Collected data:

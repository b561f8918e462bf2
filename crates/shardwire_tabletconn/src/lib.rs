//! # shardwire tabletconn
//!
//! Protocol-independent connection to a single tablet.
//!
//! This crate provides:
//! - The [`TabletConn`] contract with streaming result and health readers
//! - Per-call [`Context`] carrying cancellation, deadline and caller id
//! - An init-time [`DialerRegistry`] selecting a wire protocol by name
//! - Built-in transports: length-delimited frames over TCP and an
//!   in-process loopback for embedding and tests
//! - The server-side [`FrameService`] seam and frame helpers for listeners
//! - Split-query planning ([`plan_splits`])
//!
//! ## Key Invariants
//!
//! - Every operation on a closed connection fails with [`TabletError::ConnClosed`]
//! - A transaction id is nonzero and is dropped by commit or rollback
//!   whatever their outcome
//! - A stream yields chunks in order and ends with `None`; an error ends it
//! - Query splits cover every row of the original query exactly once
//!
//! ## Usage
//!
//! ```no_run
//! use shardwire_tabletconn::{ConnConfig, Context, DialerRegistry, LoopbackDirectory};
//! use shardwire_types::{BoundQuery, EndPoint, TabletType, Target};
//!
//! # async fn demo() -> shardwire_tabletconn::TabletResult<()> {
//! let config = ConnConfig::new("tcp");
//! let registry = DialerRegistry::builder()
//!     .with_builtin(&config, LoopbackDirectory::new())?
//!     .build(&config)?;
//!
//! let ctx = Context::background();
//! let endpoint = EndPoint::new(1, "127.0.0.1", 15991);
//! let target = Target::new("commerce", "0", TabletType::Master);
//! let mut conn = registry.dial(&ctx, &endpoint, &target).await?;
//! let result = conn.execute(&ctx, BoundQuery::new("select 1"), 0).await?;
//! println!("{} rows", result.rows.len());
//! conn.close().await;
//! # Ok(())
//! # }
//! ```

#![deny(unsafe_code)]
#![warn(missing_docs)]

mod channel;
mod config;
mod conn;
mod context;
mod dialer;
mod error;
mod loopback;
mod rpc_conn;
mod split;
mod tcp;

pub use channel::{FrameReceiver, RpcChannel};
pub use config::{ConnConfig, DEFAULT_PROTOCOL};
pub use conn::{BeginExecuteOutcome, ResultStream, StreamHealthReader, TabletConn};
pub use context::Context;
pub use dialer::{DialerRegistry, DialerRegistryBuilder, TabletDialer};
pub use error::{ServerError, TabletError, TabletResult};
pub use loopback::{FrameService, LoopbackChannel, LoopbackDialer, LoopbackDirectory, SessionId};
pub use rpc_conn::RpcTabletConn;
pub use split::{plan_splits, KeyStats, END_BIND_PREFIX, MAX_SPLIT_COUNT, START_BIND_PREFIX};
pub use tcp::{read_frame, write_frame, TcpChannel, TcpDialer, RPC_PORT};
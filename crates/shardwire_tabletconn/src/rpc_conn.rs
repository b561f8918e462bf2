//! Protocol-independent [`TabletConn`] over an [`RpcChannel`].

use crate::channel::{FrameReceiver, RpcChannel};
use crate::config::ConnConfig;
use crate::conn::{BeginExecuteOutcome, ResultStream, StreamHealthReader, TabletConn};
use crate::context::Context;
use crate::error::{TabletError, TabletResult};
use async_trait::async_trait;
use bytes::Bytes;
use shardwire_types::wire::{self, Call, Reply, Request};
use shardwire_types::{
    BoundQuery, EndPoint, QueryResult, QuerySplit, SplitAlgorithm, StreamHealthResponse,
    TabletType, Target, TransactionId,
};
use tracing::{debug, trace, warn};

/// A tablet connection speaking the CBOR frame protocol over any channel.
///
/// Every wire protocol drives this same type, so protocol choice never
/// changes call semantics.
pub struct RpcTabletConn<C: RpcChannel> {
    channel: Option<C>,
    endpoint: EndPoint,
    target: Target,
    config: ConnConfig,
    active_tx: Option<TransactionId>,
    lifetime: Context,
}

impl<C: RpcChannel> RpcTabletConn<C> {
    /// Wraps an established channel.
    pub fn new(channel: C, endpoint: EndPoint, target: Target, config: ConnConfig) -> Self {
        Self {
            channel: Some(channel),
            endpoint,
            target,
            config,
            active_tx: None,
            lifetime: Context::background(),
        }
    }

    /// Returns true once [`TabletConn::close`] has run.
    pub fn is_closed(&self) -> bool {
        self.channel.is_none()
    }

    /// Returns the transaction begun on this connection, if still active.
    pub fn active_transaction(&self) -> Option<TransactionId> {
        self.active_tx
    }

    fn ensure_open(&self) -> TabletResult<()> {
        if self.channel.is_none() {
            return Err(TabletError::ConnClosed);
        }
        Ok(())
    }

    fn ensure_no_transaction(&self) -> TabletResult<()> {
        match self.active_tx {
            Some(active) => Err(TabletError::config(format!(
                "transaction {active} is still active on this connection"
            ))),
            None => Ok(()),
        }
    }

    /// Accepts 0 or the transaction begun on this connection.
    fn ensure_owned(&self, transaction_id: TransactionId) -> TabletResult<()> {
        if transaction_id != 0 && self.active_tx != Some(transaction_id) {
            return Err(TabletError::config(format!(
                "transaction {transaction_id} is not active on this connection"
            )));
        }
        Ok(())
    }

    /// Validates and retires a transaction id before commit or rollback.
    fn end_transaction(&mut self, transaction_id: TransactionId) -> TabletResult<()> {
        if transaction_id == 0 {
            return Err(TabletError::config("no transaction to end"));
        }
        self.ensure_owned(transaction_id)?;
        self.active_tx = None;
        Ok(())
    }

    fn encode(&self, ctx: &Context, call: Call) -> TabletResult<Bytes> {
        let request = Request {
            target: self.target.clone(),
            caller_id: ctx.caller_id().cloned(),
            call,
        };
        Ok(Bytes::from(wire::encode_request(&request)?))
    }

    async fn unary(&mut self, ctx: &Context, call: Call) -> TabletResult<Reply> {
        let method = call.method();
        let request = self.encode(ctx, call)?;
        let ctx = ctx.with_timeout(self.config.call_timeout);
        let channel = self.channel.as_mut().ok_or(TabletError::ConnClosed)?;
        let bytes = ctx.run(channel.call(request)).await?;
        let reply = wire::decode_frame(&bytes)??;
        trace!(method, target = %self.target, "call complete");
        Ok(reply)
    }

    async fn open(&mut self, ctx: &Context, call: Call) -> TabletResult<FrameStream> {
        let method = call.method();
        let request = self.encode(ctx, call)?;
        let open_ctx = ctx.with_timeout(self.config.call_timeout);
        let channel = self.channel.as_mut().ok_or(TabletError::ConnClosed)?;
        let frames = open_ctx.run(channel.open_stream(request)).await?;
        debug!(method, target = %self.target, "stream opened");
        Ok(FrameStream {
            ctx: ctx.clone(),
            closed: self.lifetime.clone(),
            frames: Some(frames),
            method,
            failure: None,
        })
    }
}

fn reply_kind(reply: &Reply) -> &'static str {
    match reply {
        Reply::Result(_) => "Result",
        Reply::Results(_) => "Results",
        Reply::TransactionId(_) => "TransactionId",
        Reply::Done => "Done",
        Reply::BeginExecute { .. } => "BeginExecute",
        Reply::BeginExecuteBatch { .. } => "BeginExecuteBatch",
        Reply::Splits(_) => "Splits",
        Reply::StreamChunk(_) => "StreamChunk",
        Reply::Health(_) => "Health",
        Reply::StreamEnd => "StreamEnd",
    }
}

fn unexpected(method: &str, reply: &Reply) -> TabletError {
    TabletError::Protocol(format!(
        "unexpected {} reply to {method}",
        reply_kind(reply)
    ))
}

#[async_trait]
impl<C: RpcChannel> TabletConn for RpcTabletConn<C> {
    async fn execute(
        &mut self,
        ctx: &Context,
        query: BoundQuery,
        transaction_id: TransactionId,
    ) -> TabletResult<QueryResult> {
        self.ensure_open()?;
        self.ensure_owned(transaction_id)?;
        match self
            .unary(ctx, Call::Execute {
                query,
                transaction_id,
            })
            .await?
        {
            Reply::Result(result) => Ok(result),
            other => Err(unexpected("Execute", &other)),
        }
    }

    async fn execute_batch(
        &mut self,
        ctx: &Context,
        queries: Vec<BoundQuery>,
        as_transaction: bool,
        transaction_id: TransactionId,
    ) -> TabletResult<Vec<QueryResult>> {
        self.ensure_open()?;
        if as_transaction && transaction_id != 0 {
            return Err(TabletError::config(format!(
                "as_transaction cannot be combined with open transaction {transaction_id}"
            )));
        }
        self.ensure_owned(transaction_id)?;
        match self
            .unary(ctx, Call::ExecuteBatch {
                queries,
                as_transaction,
                transaction_id,
            })
            .await?
        {
            Reply::Results(results) => Ok(results),
            other => Err(unexpected("ExecuteBatch", &other)),
        }
    }

    async fn stream_execute(
        &mut self,
        ctx: &Context,
        query: BoundQuery,
    ) -> TabletResult<Box<dyn ResultStream>> {
        self.ensure_open()?;
        let stream = self.open(ctx, Call::StreamExecute { query }).await?;
        Ok(Box::new(RpcResultStream(stream)))
    }

    async fn begin(&mut self, ctx: &Context) -> TabletResult<TransactionId> {
        self.ensure_open()?;
        self.ensure_no_transaction()?;
        match self.unary(ctx, Call::Begin).await? {
            Reply::TransactionId(id) if id != 0 => {
                self.active_tx = Some(id);
                debug!(transaction_id = id, target = %self.target, "transaction begun");
                Ok(id)
            }
            other => Err(unexpected("Begin", &other)),
        }
    }

    async fn commit(&mut self, ctx: &Context, transaction_id: TransactionId) -> TabletResult<()> {
        self.ensure_open()?;
        self.end_transaction(transaction_id)?;
        match self.unary(ctx, Call::Commit { transaction_id }).await? {
            Reply::Done => {
                debug!(transaction_id, target = %self.target, "transaction committed");
                Ok(())
            }
            other => Err(unexpected("Commit", &other)),
        }
    }

    async fn rollback(
        &mut self,
        ctx: &Context,
        transaction_id: TransactionId,
    ) -> TabletResult<()> {
        self.ensure_open()?;
        self.end_transaction(transaction_id)?;
        match self.unary(ctx, Call::Rollback { transaction_id }).await? {
            Reply::Done => {
                debug!(transaction_id, target = %self.target, "transaction rolled back");
                Ok(())
            }
            other => Err(unexpected("Rollback", &other)),
        }
    }

    async fn begin_execute(
        &mut self,
        ctx: &Context,
        query: BoundQuery,
    ) -> TabletResult<BeginExecuteOutcome<QueryResult>> {
        self.ensure_open()?;
        self.ensure_no_transaction()?;
        match self.unary(ctx, Call::BeginExecute { query }).await? {
            Reply::BeginExecute {
                transaction_id,
                result,
            } if transaction_id != 0 => {
                self.active_tx = Some(transaction_id);
                debug!(transaction_id, ok = result.is_ok(), "transaction begun with execute");
                Ok(BeginExecuteOutcome {
                    result: result.map_err(TabletError::Server),
                    transaction_id,
                })
            }
            other => Err(unexpected("BeginExecute", &other)),
        }
    }

    async fn begin_execute_batch(
        &mut self,
        ctx: &Context,
        queries: Vec<BoundQuery>,
        as_transaction: bool,
    ) -> TabletResult<BeginExecuteOutcome<Vec<QueryResult>>> {
        self.ensure_open()?;
        if as_transaction {
            return Err(TabletError::config(
                "as_transaction cannot be combined with the transaction begun by this call",
            ));
        }
        self.ensure_no_transaction()?;
        match self
            .unary(ctx, Call::BeginExecuteBatch {
                queries,
                as_transaction,
            })
            .await?
        {
            Reply::BeginExecuteBatch {
                transaction_id,
                result,
            } if transaction_id != 0 => {
                self.active_tx = Some(transaction_id);
                debug!(transaction_id, ok = result.is_ok(), "transaction begun with batch");
                Ok(BeginExecuteOutcome {
                    result: result.map_err(TabletError::Server),
                    transaction_id,
                })
            }
            other => Err(unexpected("BeginExecuteBatch", &other)),
        }
    }

    async fn split_query_v2(
        &mut self,
        ctx: &Context,
        query: BoundQuery,
        split_columns: Vec<String>,
        split_count: i64,
        num_rows_per_query_part: i64,
        algorithm: SplitAlgorithm,
    ) -> TabletResult<Vec<QuerySplit>> {
        self.ensure_open()?;
        if (split_count > 0) == (num_rows_per_query_part > 0) {
            return Err(TabletError::config(format!(
                "exactly one of split_count ({split_count}) and \
                 num_rows_per_query_part ({num_rows_per_query_part}) must be positive"
            )));
        }
        match self
            .unary(ctx, Call::SplitQuery {
                query,
                split_columns,
                split_count,
                num_rows_per_query_part,
                algorithm,
            })
            .await?
        {
            Reply::Splits(splits) => Ok(splits),
            other => Err(unexpected("SplitQuery", &other)),
        }
    }

    async fn stream_health(&mut self, ctx: &Context) -> TabletResult<Box<dyn StreamHealthReader>> {
        self.ensure_open()?;
        let stream = self.open(ctx, Call::StreamHealth).await?;
        Ok(Box::new(RpcHealthReader(stream)))
    }

    fn set_target(
        &mut self,
        keyspace: &str,
        shard: &str,
        tablet_type: TabletType,
    ) -> TabletResult<()> {
        self.ensure_open()?;
        self.target = Target::new(keyspace, shard, tablet_type);
        debug!(target = %self.target, "connection retargeted");
        Ok(())
    }

    fn target(&self) -> &Target {
        &self.target
    }

    fn end_point(&self) -> &EndPoint {
        &self.endpoint
    }

    async fn close(&mut self) {
        if self.channel.is_none() {
            return;
        }
        if let Some(transaction_id) = self.active_tx {
            if let Err(e) = self.rollback(&Context::background(), transaction_id).await {
                warn!(transaction_id, error = %e, "rollback on close failed");
            }
        }
        self.lifetime.cancel();
        if let Some(mut channel) = self.channel.take() {
            channel.close().await;
            debug!(uid = self.endpoint.uid, host = %self.endpoint.host, "connection closed");
        }
    }
}

/// Frames of one streaming call, bound to the context that opened it and
/// to the lifetime of its connection.
struct FrameStream {
    ctx: Context,
    closed: Context,
    frames: Option<Box<dyn FrameReceiver>>,
    method: &'static str,
    failure: Option<TabletError>,
}

impl FrameStream {
    async fn next_reply(&mut self) -> TabletResult<Option<Reply>> {
        if self.closed.is_cancelled() {
            self.frames = None;
            return Err(TabletError::ConnClosed);
        }
        if let Some(failure) = &self.failure {
            return Err(failure.clone());
        }
        match self.pull().await {
            Ok(Some(reply)) => Ok(Some(reply)),
            Ok(None) => {
                self.frames = None;
                Ok(None)
            }
            Err(e) => Err(self.end_with(e)),
        }
    }

    async fn pull(&mut self) -> TabletResult<Option<Reply>> {
        let Some(frames) = self.frames.as_mut() else {
            return Ok(None);
        };
        let received = tokio::select! {
            biased;
            _ = self.closed.cancelled() => Err(TabletError::ConnClosed),
            received = self.ctx.run(frames.recv()) => received,
        };
        let bytes = received?.ok_or_else(|| {
            TabletError::transport_retryable(format!(
                "{} stream closed before its end marker",
                self.method
            ))
        })?;
        match wire::decode_frame(&bytes)?? {
            Reply::StreamEnd => {
                debug!(method = self.method, "stream ended");
                Ok(None)
            }
            reply => Ok(Some(reply)),
        }
    }

    /// Ends the stream; `err` is returned again by every later call.
    fn end_with(&mut self, err: TabletError) -> TabletError {
        self.frames = None;
        self.failure = Some(err.clone());
        err
    }

    fn fail(&mut self, reply: &Reply) -> TabletError {
        let err = unexpected(self.method, reply);
        self.end_with(err)
    }
}

struct RpcResultStream(FrameStream);

#[async_trait]
impl ResultStream for RpcResultStream {
    async fn recv(&mut self) -> TabletResult<Option<QueryResult>> {
        match self.0.next_reply().await? {
            Some(Reply::StreamChunk(chunk)) => Ok(Some(chunk)),
            Some(other) => Err(self.0.fail(&other)),
            None => Ok(None),
        }
    }
}

struct RpcHealthReader(FrameStream);

#[async_trait]
impl StreamHealthReader for RpcHealthReader {
    async fn recv(&mut self) -> TabletResult<Option<StreamHealthResponse>> {
        match self.0.next_reply().await? {
            Some(Reply::Health(health)) => Ok(Some(health)),
            Some(other) => Err(self.0.fail(&other)),
            None => Ok(None),
        }
    }
}
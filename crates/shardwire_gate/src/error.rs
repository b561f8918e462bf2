//! Error types for keyspace-id routing.

use shardwire_tabletconn::TabletError;
use shardwire_types::{ErrorCode, KeyspaceId};
use shardwire_vindex::VindexError;
use thiserror::Error;

/// Result type for gate operations.
pub type GateResult<T> = Result<T, GateError>;

/// Errors raised while routing a request to shards.
#[derive(Error, Debug, Clone, PartialEq)]
pub enum GateError {
    /// The keyspace has no shards in the topology.
    #[error("keyspace '{0}' has no shards")]
    UnknownKeyspace(String),

    /// No shard range contains the keyspace id.
    #[error("no shard in keyspace '{keyspace}' owns keyspace id {keyspace_id}")]
    NoShard {
        /// Keyspace searched.
        keyspace: String,
        /// Keyspace id that found no owner.
        keyspace_id: KeyspaceId,
    },

    /// The topology is malformed.
    #[error("invalid topology: {0}")]
    Topology(String),

    /// The request cannot be routed as given.
    #[error("invalid request: {0}")]
    InvalidRequest(String),

    /// A vindex failed to map a value.
    #[error("vindex error: {0}")]
    Vindex(#[from] VindexError),

    /// A shard task ended without a result.
    #[error("internal error: {0}")]
    Internal(String),

    /// A shard's tablet call failed.
    #[error("shard {keyspace}/{shard}: {source}")]
    Tablet {
        /// Keyspace of the failing shard.
        keyspace: String,
        /// Failing shard.
        shard: String,
        /// Connection error.
        #[source]
        source: TabletError,
    },
}

impl GateError {
    /// Wraps a tablet error with the shard it came from.
    pub fn tablet(keyspace: impl Into<String>, shard: impl Into<String>, source: TabletError) -> Self {
        Self::Tablet {
            keyspace: keyspace.into(),
            shard: shard.into(),
            source,
        }
    }

    /// Returns true if the request may be retried as-is.
    pub fn is_retryable(&self) -> bool {
        match self {
            GateError::Vindex(e) => e.is_retryable(),
            GateError::Tablet { source, .. } => source.is_retryable(),
            _ => false,
        }
    }

    /// Returns the tablet's error code when a shard rejected the request.
    pub fn server_code(&self) -> Option<ErrorCode> {
        match self {
            GateError::Tablet { source, .. } => source.server_code(),
            _ => None,
        }
    }
}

What the task asks
Looking at the records above, count the lines where the word "TransactionId" appears. State only the number.

Output of the task
12